WHAT YOU WILL DO: Exactly the lines from the top of the records below through the one containing "pub type RepoPath = String;" must be set down, with no line added or dropped.

Records from a collection
%%

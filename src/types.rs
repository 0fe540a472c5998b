//! Public and internal types for the cdg API and scan pipeline.

use anyhow::{Result, anyhow};
use std::path::{Path, PathBuf};

/// A directory that directly contains a `.git` directory, as produced by the walk:
/// the `.git` component is trimmed and the trailing separator is kept (e.g. `/src/repo/`).
pub type RepoPath = String;

/// Repository roots in discovery order. Not sorted, not deduplicated.
pub type ScanResult = Vec<RepoPath>;

/// One event observed by the collector loop.
#[derive(Clone, Debug, PartialEq, Eq)]
pub enum ScanEvent {
    /// The scanner emitted a repository root.
    Found(RepoPath),
    /// The scanner finished; carries the number of paths it emitted.
    Finished(usize),
    /// The emission channel is closed and empty; only the finish signal remains.
    Drained,
    /// The scanner went away without sending the finish signal.
    Abandoned,
}

/// What the user picked from the cache.
#[derive(Clone, Debug, PartialEq, Eq)]
pub enum Selection {
    Picked(RepoPath),
    Nothing,
}

impl Selection {
    /// Line to print: the picked path, or `cwd` when nothing was picked.
    pub fn into_output(self, cwd: &Path) -> String {
        match self {
            Selection::Picked(path) => path,
            Selection::Nothing => cwd.display().to_string(),
        }
    }
}

/// Options for both operations. Built once per invocation (defaults, then config file, then
/// environment and flags) and passed by reference into the scanner, collector and selector.
#[derive(Clone, Debug)]
pub struct Opts {
    /// Directory tree to scan for repositories.
    pub root_path: PathBuf,
    /// Cache file to write (cache) or read (select). No default.
    pub cache_file: Option<PathBuf>,
    /// Follow symbolic links during the walk. Loops are detected and skipped.
    pub follow_links: bool,
    /// Strict mode: fail on the first unreadable entry instead of skipping it.
    pub strict: bool,
    /// Exclude patterns (`*` and `?`), matched against entry names and full paths.
    pub exclude: Vec<String>,
    /// Debug logging; lists skipped paths after a scan.
    pub verbose: bool,
}

impl Default for Opts {
    fn default() -> Self {
        Self {
            root_path: PathBuf::from("."),
            cache_file: None,
            follow_links: false,
            strict: false,
            exclude: Vec::new(),
            verbose: false,
        }
    }
}

impl Opts {
    /// Cache file path, or a configuration error when absent or empty.
    pub fn cache_file(&self) -> Result<&Path> {
        match self.cache_file.as_deref() {
            Some(p) if !p.as_os_str().is_empty() => Ok(p),
            _ => Err(anyhow!("cache-file not provided")),
        }
    }

    /// Root path, or a configuration error when empty.
    pub fn root_path(&self) -> Result<&Path> {
        if self.root_path.as_os_str().is_empty() {
            return Err(anyhow!("root-path not provided"));
        }
        Ok(&self.root_path)
    }
}
use anyhow::Result;
use log::debug;
use std::path::Path;
use std::sync::Arc;
use std::sync::atomic::AtomicBool;

use crate::cache::write_cache;
use crate::engine::progress::ProgressRenderer;
use crate::utils::config::SCAN_CHANNEL_CAP;
use crate::{Opts, ScanResult, pipeline};

/// Start the scanner thread. Returns receivers and handles; caller drains `path_rx` until
/// `done_rx` fires and must join `walk_handle`.
pub fn run_scan(
    root: &Path,
    opts: &Opts,
    cancel: Option<Arc<AtomicBool>>,
) -> pipeline::ScanHandles {
    let channels = pipeline::create_scan_channels(root, opts, cancel, SCAN_CHANNEL_CAP);

    let walk_handle =
        pipeline::spawn_walk_thread(channels.path_tx, channels.done_tx, channels.ctx);

    pipeline::ScanHandles {
        path_rx: channels.path_rx,
        done_rx: channels.done_rx,
        walk_handle,
        first_error: channels.first_error,
        skipped_paths: channels.skipped_paths,
    }
}

/// Scanner → channel → collector. Returns repository roots in discovery order.
/// Fails (discarding whatever was collected) if the walk hit a terminal error.
pub fn collect_repositories<R: ProgressRenderer + ?Sized>(
    opts: &Opts,
    renderer: &mut R,
    cancel: Option<Arc<AtomicBool>>,
) -> Result<ScanResult> {
    let root = opts.root_path()?;
    let pipeline::ScanHandles {
        path_rx,
        done_rx,
        walk_handle,
        first_error,
        skipped_paths,
    } = run_scan(root, opts, cancel);

    let collected = pipeline::collect_emissions(&path_rx, &done_rx, renderer);
    let path_count = walk_handle
        .join()
        .map_err(|_| anyhow::anyhow!("walk thread panicked"))?;
    let found = collected?;
    debug!(
        "main: finish signal received, {} of {} repositories collected",
        found.len(),
        path_count
    );

    pipeline::check_for_initial_error_or_skipped_paths(opts, &first_error, &skipped_paths)?;
    Ok(found)
}

/// Build the cache: scan `opts.root_path` and replace `opts.cache_file` with the result.
/// Returns the number of repositories written. Nothing is written on any error.
/// The renderer is finished either way (with 0 on failure) so no stale progress line remains.
pub fn build_cache<R: ProgressRenderer + ?Sized>(
    opts: &Opts,
    renderer: &mut R,
    cancel: Option<Arc<AtomicBool>>,
) -> Result<usize> {
    let cache_file = opts.cache_file()?;
    let result = collect_repositories(opts, renderer, cancel).and_then(|found| {
        write_cache(cache_file, &found)?;
        Ok(found.len())
    });
    renderer.finish(result.as_ref().map_or(0, |n| *n));
    result
}
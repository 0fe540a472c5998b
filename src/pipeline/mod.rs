//! Scan pipeline: context, walk thread, collector loop, error handling.

pub mod collector;
pub mod context;
pub mod error_handler;
pub mod orchestrator;
pub mod walk;

pub use collector::{collect_emissions, next_event};
pub use context::{ScanChannels, ScanContext, ScanHandles, create_scan_channels};
pub use error_handler::check_for_initial_error_or_skipped_paths;
pub use orchestrator::{build_cache, collect_repositories, run_scan};
pub use walk::{run_walk_loop, spawn_walk_thread};
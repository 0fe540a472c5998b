//! cdg CLI: `cdg cache` builds the repository cache; `cdg` picks from it and prints the path.

use anyhow::Result;
use cdg::engine::arg_parser::Cli;
use cdg::engine::handle_run;
use clap::Parser;
use std::time::Instant;

fn main() -> Result<()> {
    let start_time = Instant::now();
    let cli = Cli::parse();
    handle_run(&cli)?;
    log::debug!("Total time: {:?}", start_time.elapsed());
    Ok(())
}
//! Load `.cdg.toml` (CLI only). Lib callers build [`Opts`] themselves.

use anyhow::{Result, bail};
use serde::Deserialize;
use std::path::{Path, PathBuf};

use crate::Opts;

#[derive(Debug, Default, Deserialize)]
pub(crate) struct CdgToml {
    #[serde(default)]
    settings: SettingsSection,
}

#[derive(Debug, Default, Deserialize)]
struct SettingsSection {
    root_path: Option<String>,
    cache_file: Option<String>,
    follow_links: Option<bool>,
    strict: Option<bool>,
    exclude: Option<Vec<String>>,
    verbose: Option<bool>,
}

/// Result of looking for a config file.
#[derive(Debug)]
pub(crate) enum LoadedConfig {
    Missing(PathBuf),
    Parsed(CdgToml),
    Invalid(String),
}

/// Read and parse the config file at `path`. Never fails; the caller decides what a missing
/// or invalid file means (logging may not be set up yet).
pub(crate) fn load_cdg_toml(path: &Path) -> LoadedConfig {
    let s = match std::fs::read_to_string(path) {
        Ok(s) => s,
        Err(e) if e.kind() == std::io::ErrorKind::NotFound => {
            return LoadedConfig::Missing(path.to_path_buf());
        }
        Err(e) => return LoadedConfig::Invalid(format!("{}: {}", path.display(), e)),
    };
    match toml::from_str(&s) {
        Ok(file) => LoadedConfig::Parsed(file),
        Err(e) => LoadedConfig::Invalid(format!("{}: {}", path.display(), e)),
    }
}

/// Load `explicit` if given (must exist and parse), else the default `$HOME/.cdg.toml` if any.
/// Returns the parsed file (if usable) and a warning to log once logging is up.
pub(crate) fn resolve_config(explicit: Option<&Path>) -> Result<(Option<CdgToml>, Option<String>)> {
    let Some(path) = explicit
        .map(Path::to_path_buf)
        .or_else(|| crate::utils::PackagePaths::get().default_config_path())
    else {
        return Ok((None, None));
    };
    match (load_cdg_toml(&path), explicit.is_some()) {
        (LoadedConfig::Parsed(file), _) => Ok((Some(file), None)),
        (LoadedConfig::Missing(p), true) => bail!("config file {} not found", p.display()),
        (LoadedConfig::Invalid(msg), true) => bail!("invalid config file {}", msg),
        (LoadedConfig::Missing(_), false) => Ok((None, None)),
        (LoadedConfig::Invalid(msg), false) => Ok((None, Some(msg))),
    }
}

/// Overwrite opts field from file when present.
macro_rules! apply_file_opt {
    ($file:expr, $opts:expr, $file_field:ident => $opts_field:ident) => {
        if let Some(v) = $file.$file_field {
            $opts.$opts_field = v;
        }
    };
}

/// Apply file config to opts (only set fields present in the file). Call before applying CLI.
pub(crate) fn apply_file_to_opts(file: &CdgToml, opts: &mut Opts) {
    let settings = &file.settings;
    if let Some(ref p) = settings.root_path {
        opts.root_path = PathBuf::from(p);
    }
    if let Some(ref p) = settings.cache_file {
        opts.cache_file = Some(PathBuf::from(p));
    }
    apply_file_opt!(settings, opts, follow_links => follow_links);
    apply_file_opt!(settings, opts, strict => strict);
    if let Some(ref v) = settings.exclude {
        opts.exclude = v.clone();
    }
    apply_file_opt!(settings, opts, verbose => verbose);
}

#[cfg(test)]
mod tests {
    use super::*;

    #[test]
    fn test_apply_file_sets_only_present_fields() {
        let file: CdgToml = toml::from_str(
            r#"
            [settings]
            cache_file = "/tmp/repos.cache"
            exclude = ["node_modules"]
            "#,
        )
        .unwrap();
        let mut opts = Opts::default();
        apply_file_to_opts(&file, &mut opts);
        assert_eq!(opts.cache_file, Some(PathBuf::from("/tmp/repos.cache")));
        assert_eq!(opts.exclude, vec!["node_modules".to_string()]);
        assert_eq!(opts.root_path, PathBuf::from("."));
        assert!(!opts.follow_links);
    }

    #[test]
    fn test_empty_file_is_valid() {
        let file: CdgToml = toml::from_str("").unwrap();
        let mut opts = Opts::default();
        apply_file_to_opts(&file, &mut opts);
        assert!(opts.cache_file.is_none());
    }

    #[test]
    fn test_load_missing_and_invalid() {
        let dir = tempfile::tempdir().unwrap();
        let missing = dir.path().join("nope.toml");
        assert!(matches!(load_cdg_toml(&missing), LoadedConfig::Missing(_)));

        let bad = dir.path().join("bad.toml");
        std::fs::write(&bad, "[settings\ncache_file = 1").unwrap();
        assert!(matches!(load_cdg_toml(&bad), LoadedConfig::Invalid(_)));
    }

    #[test]
    fn test_explicit_missing_config_is_error() {
        let dir = tempfile::tempdir().unwrap();
        let missing = dir.path().join("nope.toml");
        assert!(resolve_config(Some(&missing)).is_err());
    }

    #[test]
    fn test_explicit_config_parsed() {
        let dir = tempfile::tempdir().unwrap();
        let path = dir.path().join("cdg.toml");
        std::fs::write(&path, "[settings]\nroot_path = \"/src\"\nstrict = true\n").unwrap();
        let (file, warning) = resolve_config(Some(&path)).unwrap();
        assert!(warning.is_none());
        let mut opts = Opts::default();
        apply_file_to_opts(&file.unwrap(), &mut opts);
        assert_eq!(opts.root_path, PathBuf::from("/src"));
        assert!(opts.strict);
    }
}
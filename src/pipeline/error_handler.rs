use anyhow::Result;
use std::path::PathBuf;
use std::sync::{Arc, Mutex, PoisonError};

use crate::Opts;

/// Check scan result: if the walk recorded a terminal error, return it; otherwise log skipped paths.
/// Call after the finish signal and after joining the walk thread.
pub fn check_for_initial_error_or_skipped_paths(
    opts: &Opts,
    first_error: &Arc<Mutex<Option<String>>>,
    skipped_paths: &Arc<Mutex<Vec<(PathBuf, String)>>>,
) -> Result<()> {
    if let Some(msg) = first_error
        .lock()
        .unwrap_or_else(PoisonError::into_inner)
        .take()
    {
        return Err(anyhow::anyhow!("{}", msg));
    }
    let skipped = skipped_paths.lock().unwrap_or_else(PoisonError::into_inner);
    if !skipped.is_empty() {
        log::warn!(
            "Skipped {} paths due to permission errors or access issues",
            skipped.len()
        );
        if opts.verbose {
            for (p, msg) in skipped.iter() {
                eprintln!("  skipped: {} ({})", p.display(), msg);
            }
        }
    }
    Ok(())
}

#[cfg(test)]
mod tests {
    use super::*;

    #[test]
    fn test_first_error_wins() {
        let first_error = Arc::new(Mutex::new(Some("root missing".to_string())));
        let skipped = Arc::new(Mutex::new(Vec::new()));
        let err = check_for_initial_error_or_skipped_paths(&Opts::default(), &first_error, &skipped)
            .unwrap_err();
        assert_eq!(err.to_string(), "root missing");
    }

    #[test]
    fn test_skipped_paths_are_not_fatal() {
        let first_error = Arc::new(Mutex::new(None));
        let skipped = Arc::new(Mutex::new(vec![(
            PathBuf::from("/src/locked"),
            "Permission denied".to_string(),
        )]));
        assert!(
            check_for_initial_error_or_skipped_paths(&Opts::default(), &first_error, &skipped)
                .is_ok()
        );
    }
}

%%

TASK SOLUTION:
filename src/types.rs
repository 0fe540a472c5998b
//! Public and internal types for the cdg API and scan pipeline.

use anyhow::{Result, anyhow};
use std::path::{Path, PathBuf};

/// A directory that directly contains a `.git` directory, as produced by the walk:
/// the `.git` component is trimmed and the trailing separator is kept (e.g. `/src/repo/`).
pub type RepoPath = String;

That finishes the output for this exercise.